■ **EXERCISE DESCRIPTION**
Check each line of the entries below for the word "BenchError", then state how many lines have it and nothing more.

■ **SUPPLIED MATERIAL**

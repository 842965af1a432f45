/*!
 * Monitoring
 * Structured logging setup
 */

mod tracer;

pub use tracer::{init_tracing, ENV_TRACE_JSON};
/*!
 * Allocator Facade
 * One create/destroy/allocate/free/status contract over both engines
 */

use super::buddy::BuddyAllocator;
use super::segregated::SegregatedAllocator;
use super::traits::PoolAllocator;
use super::types::{AllocatorKind, AllocatorStatus, MemoryError, MemoryResult};
use crate::core::types::{Address, Size};
use tracing::{debug, info};

/// Tagged allocator: exactly one engine, owning its pool
#[derive(Debug)]
pub enum MemoryAllocator {
    Segregated(SegregatedAllocator),
    Buddy(BuddyAllocator),
}

impl MemoryAllocator {
    /// Construct the chosen engine over a fresh pool
    ///
    /// On failure nothing is retained: every partially built resource is an
    /// owned value dropped on the way out.
    pub fn create(kind: AllocatorKind, total_size: Size) -> MemoryResult<Self> {
        let allocator = match kind {
            AllocatorKind::Segregated => Self::Segregated(SegregatedAllocator::new(total_size)?),
            AllocatorKind::Buddy => Self::Buddy(BuddyAllocator::new(total_size)?),
        };

        info!(
            algorithm = %kind,
            requested = total_size,
            pool = allocator.total_size(),
            "Allocator created"
        );
        Ok(allocator)
    }

    /// Release the pool and all bookkeeping
    pub fn destroy(self) {
        debug!(algorithm = %self.kind(), used = self.used_size(), "Allocator destroyed");
        drop(self);
    }

    pub fn kind(&self) -> AllocatorKind {
        match self {
            Self::Segregated(_) => AllocatorKind::Segregated,
            Self::Buddy(_) => AllocatorKind::Buddy,
        }
    }

    pub fn name(&self) -> &'static str {
        self.kind().name()
    }

    /// Managed pool size (rounded for the buddy engine)
    pub fn total_size(&self) -> Size {
        match self {
            Self::Segregated(mk) => mk.total_size(),
            Self::Buddy(p2) => p2.total_size(),
        }
    }

    pub fn used_size(&self) -> Size {
        match self {
            Self::Segregated(mk) => mk.used_size(),
            Self::Buddy(p2) => p2.used_size(),
        }
    }

    pub fn as_segregated(&self) -> Option<&SegregatedAllocator> {
        match self {
            Self::Segregated(mk) => Some(mk),
            Self::Buddy(_) => None,
        }
    }

    pub fn as_buddy(&self) -> Option<&BuddyAllocator> {
        match self {
            Self::Buddy(p2) => Some(p2),
            Self::Segregated(_) => None,
        }
    }

    /// Mutable caller view of an allocated block's bytes
    pub fn data_mut(&mut self, address: Address, len: Size) -> Option<&mut [u8]> {
        match self {
            Self::Segregated(mk) => mk.data_mut(address, len),
            Self::Buddy(p2) => p2.data_mut(address, len),
        }
    }

    /// Caller view of an allocated block's bytes
    pub fn data(&self, address: Address, len: Size) -> Option<&[u8]> {
        match self {
            Self::Segregated(mk) => mk.data(address, len),
            Self::Buddy(p2) => p2.data(address, len),
        }
    }
}

impl PoolAllocator for MemoryAllocator {
    fn allocate(&mut self, size: Size) -> MemoryResult<Address> {
        if size == 0 {
            return Err(MemoryError::ZeroSize);
        }
        match self {
            Self::Segregated(mk) => mk.allocate(size),
            Self::Buddy(p2) => p2.allocate(size),
        }
    }

    fn free(&mut self, address: Address, size: Size) {
        match self {
            Self::Segregated(mk) => mk.free(address, size),
            Self::Buddy(p2) => p2.free(address, size),
        }
    }

    fn status(&self) -> AllocatorStatus {
        match self {
            Self::Segregated(mk) => mk.status(),
            Self::Buddy(p2) => p2.status(),
        }
    }

    fn allocated_size(&self, size: Size) -> Option<Size> {
        match self {
            Self::Segregated(mk) => mk.allocated_size(size),
            Self::Buddy(p2) => p2.allocated_size(size),
        }
    }
}
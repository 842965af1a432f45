/*!
 * CSV Export
 *
 * Header and per-field precision are consumed by downstream plotting and
 * must stay fixed.
 */

use super::result::AlgorithmResult;
use crate::core::errors::BenchResult;
use std::fs::File;
use std::io::{BufWriter, Write};
use std::path::Path;
use tracing::info;

pub const CSV_HEADER: &str = "algorithm,avg_allocation_time,avg_deallocation_time,\
memory_efficiency,internal_fragmentation,failed_allocations,total_time";

/// Write the header and one row per result
pub fn write_csv<W: Write>(mut writer: W, results: &[AlgorithmResult]) -> std::io::Result<()> {
    writeln!(writer, "{}", CSV_HEADER)?;
    for entry in results {
        let r = &entry.result;
        writeln!(
            writer,
            "{},{:.10},{:.10},{:.4},{},{},{:.10}",
            entry.name(),
            r.avg_allocation_time,
            r.avg_deallocation_time,
            r.memory_efficiency,
            r.internal_fragmentation,
            r.failed_allocations,
            r.total_time
        )?;
    }
    writer.flush()
}

/// Create (or truncate) `path` and write the results
pub fn export_csv(path: &Path, results: &[AlgorithmResult]) -> BenchResult<()> {
    let file = File::create(path)?;
    write_csv(BufWriter::new(file), results)?;
    info!(path = %path.display(), rows = results.len(), "Benchmark results exported");
    Ok(())
}
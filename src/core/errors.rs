/*!
 * Error Types
 * Driver-level error handling with thiserror and miette
 */

use miette::Diagnostic;
use thiserror::Error;

// Re-export MemoryError from memory module
pub use crate::memory::MemoryError;

/// Benchmark driver errors
#[derive(Error, Debug, Diagnostic)]
pub enum BenchError {
    #[error("Memory error: {0}")]
    #[diagnostic(transparent)]
    Memory(#[from] MemoryError),

    #[error("Configuration error: {0}")]
    #[diagnostic(
        code(bench::configuration_error),
        help("Check the ALLOCBENCH_* environment variables.")
    )]
    Config(String),

    #[error("I/O error: {0}")]
    #[diagnostic(
        code(bench::io_error),
        help("Check that the output directory exists and is writable.")
    )]
    Io(#[from] std::io::Error),

    #[error("Serialization error: {0}")]
    #[diagnostic(code(bench::serialization_error))]
    Serialization(#[from] serde_json::Error),
}

/// Result type for driver operations
pub type BenchResult<T> = Result<T, BenchError>;
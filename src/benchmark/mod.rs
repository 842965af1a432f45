/*!
 * Benchmark Harness
 * Timed two-phase runs over the allocator facade, reporting and export
 */

pub mod config;
pub mod export;
pub mod report;
pub mod result;
pub mod runner;
pub mod sizes;

// Re-export for convenience
pub use config::BenchConfig;
pub use export::{export_csv, write_csv, CSV_HEADER};
pub use report::{analysis, render_comparison, render_result, ComparisonReport, ResultReport};
pub use result::{AlgorithmResult, BenchmarkResult};
pub use runner::{benchmark_algorithm, compare_algorithms, run_two_phase};
pub use sizes::generate_sizes;
//! Frame driver: the update and render loops
//!
//! Update and render run on separate threads sharing one [`EngineShared`].
//! Only the render loop takes the `gpu` mutex; the update loop stages all of
//! its uniform writes through [`UniformStaging`] and touches scene and
//! registry locks only, so a long frame never stalls the simulation tick.
//! Paths that do hold the gpu mutex take it FIRST, then scene or registry
//! locks, never the other order.

use crate::backend::{GpuBackend, GpuError, GpuResult, UniformStaging};
use crate::registry::Registry;
use crate::scene::{EntityId, GpuLightData, LightSetUniform, SceneGraph, TransformUniform};
use parking_lot::{Mutex, RwLock};
use std::collections::HashSet;
use std::sync::atomic::{AtomicBool, Ordering};
use std::sync::Arc;
use std::thread::JoinHandle;
use std::time::{Duration, Instant};

/// Frame driver tuning
#[derive(Debug, Clone)]
pub struct DriverConfig {
    /// Fixed interval between update ticks
    pub update_interval: Duration,
}

impl Default for DriverConfig {
    fn default() -> Self {
        Self {
            update_interval: Duration::from_micros(16_667),
        }
    }
}

/// State shared between the update and render loops
pub struct EngineShared<B: GpuBackend> {
    pub gpu: Mutex<B>,
    pub scene: RwLock<SceneGraph>,
    pub registry: RwLock<Registry>,
    pub staging: UniformStaging,
    quit: AtomicBool,
}

impl<B: GpuBackend> EngineShared<B> {
    pub fn new(gpu: B, scene: SceneGraph, registry: Registry) -> Self {
        let frames = gpu
            .surface_target()
            .map(|target| gpu.surface_image_count(target) as usize)
            .unwrap_or(2);
        Self {
            gpu: Mutex::new(gpu),
            scene: RwLock::new(scene),
            registry: RwLock::new(registry),
            staging: UniformStaging::new(frames),
            quit: AtomicBool::new(false),
        }
    }

    /// Remove an entity and its subtree, dropping any uniform writes still
    /// staged for their transform buffers
    pub fn despawn(&self, id: EntityId) {
        let mut gpu = self.gpu.lock();
        let mut scene = self.scene.write();
        let mut pending = vec![id];
        while let Some(next) = pending.pop() {
            if let Some(entity) = scene.get(next) {
                self.staging.forget(entity.transform_buffer());
                pending.extend_from_slice(entity.children());
            }
        }
        scene.despawn(&mut *gpu, id);
    }

    pub fn request_quit(&self) {
        self.quit.store(true, Ordering::Release);
    }

    pub fn quit_requested(&self) -> bool {
        self.quit.load(Ordering::Acquire)
    }
}

/// One update tick, in fixed order: behaviors run first so every later stage
/// sees their effects within the same tick, then resolved world transforms,
/// material parameters, cameras, and the aggregated light set are staged.
/// Nothing here takes the gpu mutex; all writes land in the current staging
/// slot and reach the device when the render loop flushes that slot, so a
/// tick never modifies a buffer a frame in flight is reading.
pub fn update_frame<B: GpuBackend>(shared: &EngineShared<B>, dt: f32) {
    let staging = &shared.staging;
    let mut scene = shared.scene.write();
    let registry = shared.registry.read();

    // 1. Behaviors. The behavior is moved out of its entity for the call so
    // it can mutate the entity freely, then moved back.
    let ids = scene.ids();
    for id in &ids {
        let Some(mut behavior) = scene.get_mut(*id).and_then(|e| e.take_behavior()) else {
            continue;
        };
        if let Some(entity) = scene.get_mut(*id) {
            if entity.is_active() {
                behavior.update(entity, dt);
            }
            entity.restore_behavior(behavior);
        }
    }

    // 2. Resolved world transforms
    for id in &ids {
        let world = scene.local_to_world(*id);
        if let Some(entity) = scene.get(*id) {
            let uniform = TransformUniform::from_world(world);
            staging.write(entity.transform_buffer(), bytemuck::bytes_of(&uniform));
        }
    }

    // 3. Material parameters, each shared instance once. Registry-held and
    // scene-attached materials both upload, and inactive entities are not
    // skipped: a recorded command list keeps drawing a deactivated entity, so
    // its parameters must stay current.
    let mut seen: HashSet<usize> = HashSet::new();
    for material in registry.materials() {
        if seen.insert(Arc::as_ptr(material) as *const () as usize) {
            material.read().upload_uniforms(staging);
        }
    }
    for id in &ids {
        let Some(entity) = scene.get(*id) else { continue };
        for material in &entity.materials() {
            if seen.insert(Arc::as_ptr(material) as *const () as usize) {
                material.read().upload_uniforms(staging);
            }
        }
    }

    // 4. Cameras
    for perspective in registry.perspectives() {
        perspective.read().upload_camera(staging);
    }

    // 5. Aggregated lights
    let mut lights: Vec<GpuLightData> = Vec::new();
    for id in &ids {
        let Some(entity) = scene.get(*id) else { continue };
        if !entity.is_active() {
            continue;
        }
        let entity_lights = entity.lights();
        if entity_lights.is_empty() {
            continue;
        }
        let position = scene.local_to_world(*id).w_axis.truncate();
        for light in entity_lights {
            lights.push(light.read().to_gpu_data(position));
        }
    }
    let uniform = LightSetUniform::pack(&lights);
    staging.write(registry.light_buffer(), bytemuck::bytes_of(&uniform));
}

/// One render frame: acquire, submit the recorded lists, present.
///
/// Offscreen perspectives submit all their lists every frame; the surface
/// perspective submits only the list recorded for the acquired image. A
/// surface-out-of-date result at any point triggers recovery and skips the
/// rest of the frame; the next frame renders with rebuilt state.
pub fn render_frame<B: GpuBackend>(shared: &EngineShared<B>) -> GpuResult<()> {
    let mut gpu = shared.gpu.lock();

    let image = match gpu.acquire_image() {
        Ok(image) => image,
        Err(GpuError::SurfaceOutOfDate) => {
            recover_surface(shared, &mut *gpu)?;
            return Ok(());
        }
        Err(err) => return Err(err),
    };

    // Publish the next staging slot to the update loop, then land this
    // frame's staged uniforms before its lists execute
    let slot = shared.staging.rotate();
    shared.staging.flush(slot, &mut *gpu);

    let surface_target = gpu.surface_target();
    // Offscreen lists first so their results are ready when sampled by the
    // surface pass, then the list recorded for the acquired image
    let mut lists = Vec::new();
    let mut surface_lists = Vec::new();
    {
        let registry = shared.registry.read();
        for perspective in registry.perspectives() {
            let perspective = perspective.read();
            if Some(perspective.target()) == surface_target {
                if let Some(list) = perspective.command_list_for(image) {
                    surface_lists.push(list);
                }
            } else {
                lists.extend_from_slice(perspective.command_lists());
            }
        }
    }
    lists.extend(surface_lists);

    match gpu.submit(&lists) {
        Ok(()) => {}
        Err(GpuError::SurfaceOutOfDate) => {
            recover_surface(shared, &mut *gpu)?;
            return Ok(());
        }
        Err(err) => return Err(err),
    }

    match gpu.present() {
        Ok(()) => Ok(()),
        Err(GpuError::SurfaceOutOfDate) => {
            recover_surface(shared, &mut *gpu)?;
            Ok(())
        }
        Err(err) => Err(err),
    }
}

/// Surface recovery protocol: drain the GPU, recreate swap-dependent state at
/// the current extent, recompile every material type's pipelines against the
/// new surface generation, and re-record every perspective. Completes before
/// the next frame is attempted.
pub fn recover_surface<B: GpuBackend>(
    shared: &EngineShared<B>,
    gpu: &mut B,
) -> GpuResult<()> {
    gpu.wait_idle();

    let Some(target) = gpu.surface_target() else {
        return Ok(());
    };
    let (width, height) = gpu.target_extent(target);
    gpu.recreate_surface(width, height)?;
    log::info!("surface recreated at {width}x{height}, rebuilding pipelines");

    let registry = shared.registry.read();
    let scene = shared.scene.read();

    for caches in registry.material_types() {
        caches
            .lock()
            .refresh_pipelines(&mut *gpu, registry.pipeline_configs())?;
    }
    for perspective in registry.perspectives() {
        perspective
            .write()
            .re_record(&mut *gpu, &scene, registry.light_buffer())?;
    }
    Ok(())
}

/// Owns the update and render threads
pub struct FrameDriver {
    update: Option<JoinHandle<()>>,
    render: Option<JoinHandle<()>>,
}

impl FrameDriver {
    /// Spawn both loops. They run until [`EngineShared::request_quit`].
    pub fn launch<B: GpuBackend + Send + 'static>(
        shared: Arc<EngineShared<B>>,
        config: DriverConfig,
    ) -> Self {
        let update_shared = Arc::clone(&shared);
        let update = std::thread::Builder::new()
            .name("update".to_string())
            .spawn(move || {
                let mut last = Instant::now();
                while !update_shared.quit_requested() {
                    let now = Instant::now();
                    let dt = (now - last).as_secs_f32();
                    last = now;
                    update_frame(&update_shared, dt);
                    std::thread::sleep(config.update_interval);
                }
            })
            .expect("failed to spawn update thread");

        let render_shared = shared;
        let render = std::thread::Builder::new()
            .name("render".to_string())
            .spawn(move || {
                while !render_shared.quit_requested() {
                    if let Err(err) = render_frame(&render_shared) {
                        log::error!("render frame failed: {err}");
                        render_shared.request_quit();
                    }
                }
                // Submitted frames must drain before anyone tears down the
                // resources they reference
                render_shared.gpu.lock().wait_idle();
            })
            .expect("failed to spawn render thread");

        Self {
            update: Some(update),
            render: Some(render),
        }
    }

    /// Wait for both loops to exit
    pub fn join(mut self) {
        if let Some(handle) = self.update.take() {
            let _ = handle.join();
        }
        if let Some(handle) = self.render.take() {
            let _ = handle.join();
        }
    }
}
mod common;

use glam::Mat4;
use scene_renderer::backend::{ClearValue, UniformStaging};
use scene_renderer::perspective::{Perspective, MAX_VIEWS};
use scene_renderer::scene::Component;
use std::sync::Arc;

#[test]
fn records_one_list_per_surface_image() {
    let (mut gpu, mut registry) = common::setup(3);
    let (scene, mut perspective, _material) = common::scene_with_cube(&mut gpu, &mut registry);

    perspective
        .record(&mut gpu, &scene, registry.light_buffer(), ClearValue::default())
        .unwrap();

    assert_eq!(perspective.command_lists().len(), 3);
    for (image, list) in perspective.command_lists().iter().enumerate() {
        let recorded = gpu.command_list(*list).unwrap();
        assert_eq!(recorded.surface_index, image as u32);
        assert_eq!(recorded.draw_count(), 1);
        assert_eq!(recorded.bound_pipelines().len(), 1);
    }
}

#[test]
fn adding_an_entity_adds_one_draw_after_re_record() {
    let (mut gpu, mut registry) = common::setup(2);
    let (mut scene, mut perspective, material) = common::scene_with_cube(&mut gpu, &mut registry);

    perspective
        .record(&mut gpu, &scene, registry.light_buffer(), ClearValue::default())
        .unwrap();
    let before = gpu
        .command_list(perspective.command_lists()[0])
        .unwrap()
        .draw_count();

    let id = scene.spawn(&mut gpu, "second").unwrap();
    let entity = scene.get_mut(id).unwrap();
    entity.attach(Component::Mesh(registry.mesh("Sphere").unwrap()));
    entity.attach(Component::Material(Arc::clone(&material)));

    perspective
        .re_record(&mut gpu, &scene, registry.light_buffer())
        .unwrap();
    let after = gpu
        .command_list(perspective.command_lists()[0])
        .unwrap()
        .draw_count();

    assert_eq!(after, before + 1);
}

#[test]
fn inactive_and_meshless_entities_are_skipped() {
    let (mut gpu, mut registry) = common::setup(2);
    let (mut scene, mut perspective, material) = common::scene_with_cube(&mut gpu, &mut registry);

    // Inactive entity with full draw content
    let sleeping = scene.spawn(&mut gpu, "sleeping").unwrap();
    let entity = scene.get_mut(sleeping).unwrap();
    entity.attach(Component::Mesh(registry.mesh("Cube").unwrap()));
    entity.attach(Component::Material(Arc::clone(&material)));
    entity.set_active(false);

    // Material but no mesh: logged and skipped, not an error
    let meshless = scene.spawn(&mut gpu, "meshless").unwrap();
    scene
        .get_mut(meshless)
        .unwrap()
        .attach(Component::Material(Arc::clone(&material)));

    perspective
        .record(&mut gpu, &scene, registry.light_buffer(), ClearValue::default())
        .unwrap();

    let recorded = gpu.command_list(perspective.command_lists()[0]).unwrap();
    assert_eq!(recorded.draw_count(), 1);
}

#[test]
fn materials_keyed_to_another_target_are_skipped_silently() {
    let (mut gpu, mut registry) = common::setup(2);
    let (mut scene, mut surface_perspective, _material) =
        common::scene_with_cube(&mut gpu, &mut registry);

    // Second material type compiled for an offscreen perspective only
    let mut offscreen = Perspective::offscreen(&mut gpu, "aux", 256, 256, false).unwrap();
    let off_key = offscreen.key(0);
    let off_caches = common::standard_type(&mut gpu, &mut registry, off_key);
    let off_material = common::standard_material(&mut gpu, &registry, &off_caches, off_key);

    let id = scene.spawn(&mut gpu, "aux only").unwrap();
    let entity = scene.get_mut(id).unwrap();
    entity.attach(Component::Mesh(registry.mesh("Cube").unwrap()));
    entity.attach(Component::Material(Arc::clone(&off_material)));

    surface_perspective
        .record(&mut gpu, &scene, registry.light_buffer(), ClearValue::default())
        .unwrap();
    offscreen
        .record(&mut gpu, &scene, registry.light_buffer(), ClearValue::default())
        .unwrap();

    // Surface pass sees only the surface-keyed cube; offscreen pass sees
    // only the aux entity
    let surface_list = gpu
        .command_list(surface_perspective.command_lists()[0])
        .unwrap();
    assert_eq!(surface_list.draw_count(), 1);

    assert_eq!(offscreen.command_lists().len(), 1);
    let offscreen_list = gpu.command_list(offscreen.command_lists()[0]).unwrap();
    assert_eq!(offscreen_list.draw_count(), 1);
}

#[test]
fn cube_perspective_activates_all_view_slots() {
    let (mut gpu, _registry) = common::setup(2);
    let mut perspective = Perspective::offscreen(&mut gpu, "env", 128, 128, true).unwrap();
    assert_eq!(perspective.view_count(), MAX_VIEWS);
    assert_eq!(gpu.target_layers(perspective.target()), 6);

    for face in 0..MAX_VIEWS {
        perspective.set_view(face, Mat4::IDENTITY, Mat4::IDENTITY);
    }
    let staging = UniformStaging::new(2);
    perspective.upload_camera(&staging);
    staging.flush(staging.rotate(), &mut gpu);

    let data = gpu.buffer_data(perspective.camera_buffer()).unwrap();
    // Active view count sits after the view array
    let count_offset = data.len() - 16;
    let count = u32::from_le_bytes(data[count_offset..count_offset + 4].try_into().unwrap());
    assert_eq!(count, MAX_VIEWS as u32);
}

#[test]
fn out_of_range_view_slot_is_dropped() {
    let (mut gpu, _registry) = common::setup(2);
    let mut perspective = Perspective::offscreen(&mut gpu, "flat", 128, 128, false).unwrap();
    assert_eq!(perspective.view_count(), 1);

    perspective.set_view(MAX_VIEWS, Mat4::IDENTITY, Mat4::IDENTITY);
    assert_eq!(perspective.view_count(), 1);
}

#[test]
fn re_record_reuses_the_stored_clear_value() {
    let (mut gpu, mut registry) = common::setup(2);
    let (scene, mut perspective, _material) = common::scene_with_cube(&mut gpu, &mut registry);

    let clear = ClearValue {
        color: [1.0, 0.0, 0.0, 1.0],
        depth: 0.0,
    };
    perspective
        .record(&mut gpu, &scene, registry.light_buffer(), clear)
        .unwrap();
    perspective
        .re_record(&mut gpu, &scene, registry.light_buffer())
        .unwrap();

    let recorded = gpu.command_list(perspective.command_lists()[0]).unwrap();
    assert_eq!(recorded.clear.color, clear.color);
    assert_eq!(recorded.clear.depth, clear.depth);
}

#[test]
fn invalidate_releases_recorded_lists() {
    let (mut gpu, mut registry) = common::setup(2);
    let (scene, mut perspective, _material) = common::scene_with_cube(&mut gpu, &mut registry);

    perspective
        .record(&mut gpu, &scene, registry.light_buffer(), ClearValue::default())
        .unwrap();
    let lists: Vec<_> = perspective.command_lists().to_vec();
    assert!(!lists.is_empty());

    perspective.invalidate(&mut gpu);
    assert!(!perspective.is_recorded());
    for list in lists {
        assert!(gpu.command_list(list).is_none());
    }
}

■ **ANSWER TO THE EXERCISE**
2